• **AIM OF THE TASK**
Line by line, repeat all the material exactly as it appears.

START MATERIALS PROVIDED

//! Outbound record types.
//!
//! [`NormalizedRecord`] is what handlers produce and what lands on the data
//! topic. [`ErrorRecord`] is what the orchestration loop puts on the error
//! channel when a message fails for good (or runs out of retries).

use crate::blob::{BlobRef, BlobStore};
use crate::error::{WorkerError, WorkerResult};
use chrono::{DateTime, Utc};
use serde::{Deserialize, Serialize};
use serde_json::{Map, Value};
use std::sync::Arc;
use tracing::debug;
use uuid::Uuid;

/// Deterministic key for one logical unit of output.
///
/// Pure function of its four components, so a file seen on full sync,
/// incremental sync and a webhook all collapse to the same key.
pub fn idempotency_key(provider: &str, connection_id: &str, resource_type: &str, resource_id: &str) -> String {
    format!("{}:{}:{}:{}", provider, connection_id, resource_type, resource_id)
}

#[derive(Debug, Clone, Serialize, Deserialize)]
pub struct NormalizedRecord {
    pub message_id: String,
    pub idempotency_key: String,
    pub provider: String,
    pub customer_id: String,
    pub integration_connection_id: String,
    pub resource_type: String,
    pub resource_id: String,
    pub created_at: DateTime<Utc>,
    /// `Null` when the payload was offloaded (see `payload_ref`).
    pub payload: Value,
    #[serde(default, skip_serializing_if = "Option::is_none")]
    pub payload_ref: Option<BlobRef>,
    #[serde(default)]
    pub metadata: Map<String, Value>,
}

impl NormalizedRecord {
    pub fn new(
        provider: &str,
        customer_id: &str,
        connection_id: &str,
        resource_type: &str,
        resource_id: &str,
        payload: Value,
    ) -> Self {
        Self {
            message_id: Uuid::now_v7().to_string(),
            idempotency_key: idempotency_key(provider, connection_id, resource_type, resource_id),
            provider: provider.to_string(),
            customer_id: customer_id.to_string(),
            integration_connection_id: connection_id.to_string(),
            resource_type: resource_type.to_string(),
            resource_id: resource_id.to_string(),
            created_at: Utc::now(),
            payload,
            payload_ref: None,
            metadata: Map::new(),
        }
    }

    pub fn with_metadata(mut self, key: &str, value: impl Into<Value>) -> Self {
        self.metadata.insert(key.to_string(), value.into());
        self
    }
}

/// Builds records for one provider, offloading oversized payloads.
#[derive(Clone)]
pub struct RecordBuilder {
    provider: String,
    blob_store: Option<Arc<dyn BlobStore>>,
    threshold_bytes: usize,
}

impl RecordBuilder {
    pub fn new(provider: impl Into<String>) -> Self {
        Self {
            provider: provider.into(),
            blob_store: None,
            threshold_bytes: usize::MAX,
        }
    }

    pub fn with_blob_store(mut self, store: Arc<dyn BlobStore>, threshold_bytes: usize) -> Self {
        self.blob_store = Some(store);
        self.threshold_bytes = threshold_bytes;
        self
    }

    pub fn provider(&self) -> &str {
        &self.provider
    }

    /// Build a record, uploading the payload when its serialized size
    /// exceeds the threshold.
    pub async fn build(
        &self,
        customer_id: &str,
        connection_id: &str,
        resource_type: &str,
        resource_id: &str,
        payload: Value,
    ) -> WorkerResult<NormalizedRecord> {
        let mut record = NormalizedRecord::new(
            &self.provider,
            customer_id,
            connection_id,
            resource_type,
            resource_id,
            payload,
        );

        if let Some(store) = &self.blob_store {
            let bytes = serde_json::to_vec(&record.payload)
                .map_err(|e| WorkerError::Malformed(format!("payload not serializable: {}", e)))?;
            if bytes.len() > self.threshold_bytes {
                let blob = store.upload(&bytes, customer_id, "application/json").await?;
                debug!(
                    resource_id = %resource_id,
                    size = bytes.len(),
                    key = %blob.key,
                    "Offloaded oversized payload"
                );
                record.payload = Value::Null;
                record.payload_ref = Some(blob);
            }
        }

        Ok(record)
    }

    /// Attach downloaded file content to a built record.
    ///
    /// UTF-8 text within the threshold goes inline as `payload.content`.
    /// Anything else is uploaded and referenced from `metadata.content_ref`;
    /// without a blob store it is dropped and `metadata.content_omitted` set.
    pub async fn attach_content(
        &self,
        mut record: NormalizedRecord,
        content: Vec<u8>,
        content_type: &str,
    ) -> WorkerResult<NormalizedRecord> {
        let size = content.len();
        record.metadata.insert("content_size_bytes".to_string(), size.into());
        record.metadata.insert("content_type".to_string(), content_type.into());

        let mut content = content;
        if size <= self.threshold_bytes {
            if let Value::Object(payload) = &mut record.payload {
                match String::from_utf8(content) {
                    Ok(text) => {
                        payload.insert("content".to_string(), Value::String(text));
                        return Ok(record);
                    }
                    Err(e) => content = e.into_bytes(),
                }
            }
        }

        match &self.blob_store {
            Some(store) => {
                let blob = store.upload(&content, &record.customer_id, content_type).await?;
                debug!(resource_id = %record.resource_id, size = size, key = %blob.key, "Offloaded file content");
                let blob = serde_json::to_value(&blob)
                    .map_err(|e| WorkerError::Malformed(format!("blob reference not serializable: {}", e)))?;
                record.metadata.insert("content_ref".to_string(), blob);
            }
            None => {
                record.metadata.insert("content_omitted".to_string(), Value::Bool(true));
            }
        }
        Ok(record)
    }
}

#[derive(Debug, Clone, Serialize, Deserialize)]
pub struct ErrorDetail {
    pub kind: String,
    pub message: String,
    pub retriable: bool,
    #[serde(default)]
    pub details: Map<String, Value>,
}

/// Failure report for manual replay.
#[derive(Debug, Clone, Serialize, Deserialize)]
pub struct ErrorRecord {
    /// Id of the inbound message that failed.
    pub message_id: Option<String>,
    pub customer_id: Option<String>,
    pub integration_id: Option<String>,
    pub integration_connection_id: Option<String>,
    pub error: ErrorDetail,
    pub original_message: Value,
    pub occurred_at: DateTime<Utc>,
}

impl ErrorRecord {
    pub fn from_error(error: &WorkerError, message_id: Option<String>, original_message: Value) -> Self {
        Self {
            message_id,
            customer_id: None,
            integration_id: None,
            integration_connection_id: None,
            error: ErrorDetail {
                kind: error.kind().to_string(),
                message: error.to_string(),
                retriable: error.is_retriable(),
                details: error.details(),
            },
            original_message,
            occurred_at: Utc::now(),
        }
    }

    pub fn with_connection(
        mut self,
        customer_id: Option<String>,
        integration_id: Option<String>,
        connection_id: Option<String>,
    ) -> Self {
        self.customer_id = customer_id;
        self.integration_id = integration_id;
        self.integration_connection_id = connection_id;
        self
    }

    pub fn is_retriable(&self) -> bool {
        self.error.retriable
    }
}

END MATERIALS PROVIDED

• **RESULT**
//! Outbound record types.
//!
//! [`NormalizedRecord`] is what handlers produce and what lands on the data
//! topic. [`ErrorRecord`] is what the orchestration loop puts on the error
//! channel when a message fails for good (or runs out of retries).

use crate::blob::{BlobRef, BlobStore};
use crate::error::{WorkerError, WorkerResult};
use chrono::{DateTime, Utc};
use serde::{Deserialize, Serialize};
use serde_json::{Map, Value};
use std::sync::Arc;
use tracing::debug;
use uuid::Uuid;

/// Deterministic key for one logical unit of output.
///
/// Pure function of its four components, so a file seen on full sync,
/// incremental sync and a webhook all collapse to the same key.
pub fn idempotency_key(provider: &str, connection_id: &str, resource_type: &str, resource_id: &str) -> String {
    format!("{}:{}:{}:{}", provider, connection_id, resource_type, resource_id)
}

#[derive(Debug, Clone, Serialize, Deserialize)]
pub struct NormalizedRecord {
    pub message_id: String,
    pub idempotency_key: String,
    pub provider: String,
    pub customer_id: String,
    pub integration_connection_id: String,
    pub resource_type: String,
    pub resource_id: String,
    pub created_at: DateTime<Utc>,
    /// `Null` when the payload was offloaded (see `payload_ref`).
    pub payload: Value,
    #[serde(default, skip_serializing_if = "Option::is_none")]
    pub payload_ref: Option<BlobRef>,
    #[serde(default)]
    pub metadata: Map<String, Value>,
}

impl NormalizedRecord {
    pub fn new(
        provider: &str,
        customer_id: &str,
        connection_id: &str,
        resource_type: &str,
        resource_id: &str,
        payload: Value,
    ) -> Self {
        Self {
            message_id: Uuid::now_v7().to_string(),
            idempotency_key: idempotency_key(provider, connection_id, resource_type, resource_id),
            provider: provider.to_string(),
            customer_id: customer_id.to_string(),
            integration_connection_id: connection_id.to_string(),
            resource_type: resource_type.to_string(),
            resource_id: resource_id.to_string(),
            created_at: Utc::now(),
            payload,
            payload_ref: None,
            metadata: Map::new(),
        }
    }

    pub fn with_metadata(mut self, key: &str, value: impl Into<Value>) -> Self {
        self.metadata.insert(key.to_string(), value.into());
        self
    }
}

/// Builds records for one provider, offloading oversized payloads.
#[derive(Clone)]
pub struct RecordBuilder {
    provider: String,
    blob_store: Option<Arc<dyn BlobStore>>,
    threshold_bytes: usize,
}

impl RecordBuilder {
    pub fn new(provider: impl Into<String>) -> Self {
        Self {
            provider: provider.into(),
            blob_store: None,
            threshold_bytes: usize::MAX,
        }
    }

    pub fn with_blob_store(mut self, store: Arc<dyn BlobStore>, threshold_bytes: usize) -> Self {
        self.blob_store = Some(store);
        self.threshold_bytes = threshold_bytes;
        self
    }

    pub fn provider(&self) -> &str {
        &self.provider
    }

    /// Build a record, uploading the payload when its serialized size
    /// exceeds the threshold.
    pub async fn build(
        &self,
        customer_id: &str,
        connection_id: &str,
        resource_type: &str,
        resource_id: &str,
        payload: Value,
    ) -> WorkerResult<NormalizedRecord> {
        let mut record = NormalizedRecord::new(
            &self.provider,
            customer_id,
            connection_id,
            resource_type,
            resource_id,
            payload,
        );

        if let Some(store) = &self.blob_store {
            let bytes = serde_json::to_vec(&record.payload)
                .map_err(|e| WorkerError::Malformed(format!("payload not serializable: {}", e)))?;
            if bytes.len() > self.threshold_bytes {
                let blob = store.upload(&bytes, customer_id, "application/json").await?;
                debug!(
                    resource_id = %resource_id,
                    size = bytes.len(),
                    key = %blob.key,
                    "Offloaded oversized payload"
                );
                record.payload = Value::Null;
                record.payload_ref = Some(blob);
            }
        }

        Ok(record)
    }

    /// Attach downloaded file content to a built record.
    ///
    /// UTF-8 text within the threshold goes inline as `payload.content`.
    /// Anything else is uploaded and referenced from `metadata.content_ref`;
    /// without a blob store it is dropped and `metadata.content_omitted` set.
    pub async fn attach_content(
        &self,
        mut record: NormalizedRecord,
        content: Vec<u8>,
        content_type: &str,
    ) -> WorkerResult<NormalizedRecord> {
        let size = content.len();
        record.metadata.insert("content_size_bytes".to_string(), size.into());
        record.metadata.insert("content_type".to_string(), content_type.into());

        let mut content = content;
        if size <= self.threshold_bytes {
            if let Value::Object(payload) = &mut record.payload {
                match String::from_utf8(content) {
                    Ok(text) => {
                        payload.insert("content".to_string(), Value::String(text));
                        return Ok(record);
                    }
                    Err(e) => content = e.into_bytes(),
                }
            }
        }

        match &self.blob_store {
            Some(store) => {
                let blob = store.upload(&content, &record.customer_id, content_type).await?;
                debug!(resource_id = %record.resource_id, size = size, key = %blob.key, "Offloaded file content");
                let blob = serde_json::to_value(&blob)
                    .map_err(|e| WorkerError::Malformed(format!("blob reference not serializable: {}", e)))?;
                record.metadata.insert("content_ref".to_string(), blob);
            }
            None => {
                record.metadata.insert("content_omitted".to_string(), Value::Bool(true));
            }
        }
        Ok(record)
    }
}

#[derive(Debug, Clone, Serialize, Deserialize)]
pub struct ErrorDetail {
    pub kind: String,
    pub message: String,
    pub retriable: bool,
    #[serde(default)]
    pub details: Map<String, Value>,
}

/// Failure report for manual replay.
#[derive(Debug, Clone, Serialize, Deserialize)]
pub struct ErrorRecord {
    /// Id of the inbound message that failed.
    pub message_id: Option<String>,
    pub customer_id: Option<String>,
    pub integration_id: Option<String>,
    pub integration_connection_id: Option<String>,
    pub error: ErrorDetail,
    pub original_message: Value,
    pub occurred_at: DateTime<Utc>,
}

impl ErrorRecord {
    pub fn from_error(error: &WorkerError, message_id: Option<String>, original_message: Value) -> Self {
        Self {
            message_id,
            customer_id: None,
            integration_id: None,
            integration_connection_id: None,
            error: ErrorDetail {
                kind: error.kind().to_string(),
                message: error.to_string(),
                retriable: error.is_retriable(),
                details: error.details(),
            },
            original_message,
            occurred_at: Utc::now(),
        }
    }

    pub fn with_connection(
        mut self,
        customer_id: Option<String>,
        integration_id: Option<String>,
        connection_id: Option<String>,
    ) -> Self {
        self.customer_id = customer_id;
        self.integration_id = integration_id;
        self.integration_connection_id = connection_id;
        self
    }

    pub fn is_retriable(&self) -> bool {
        self.error.retriable
    }
}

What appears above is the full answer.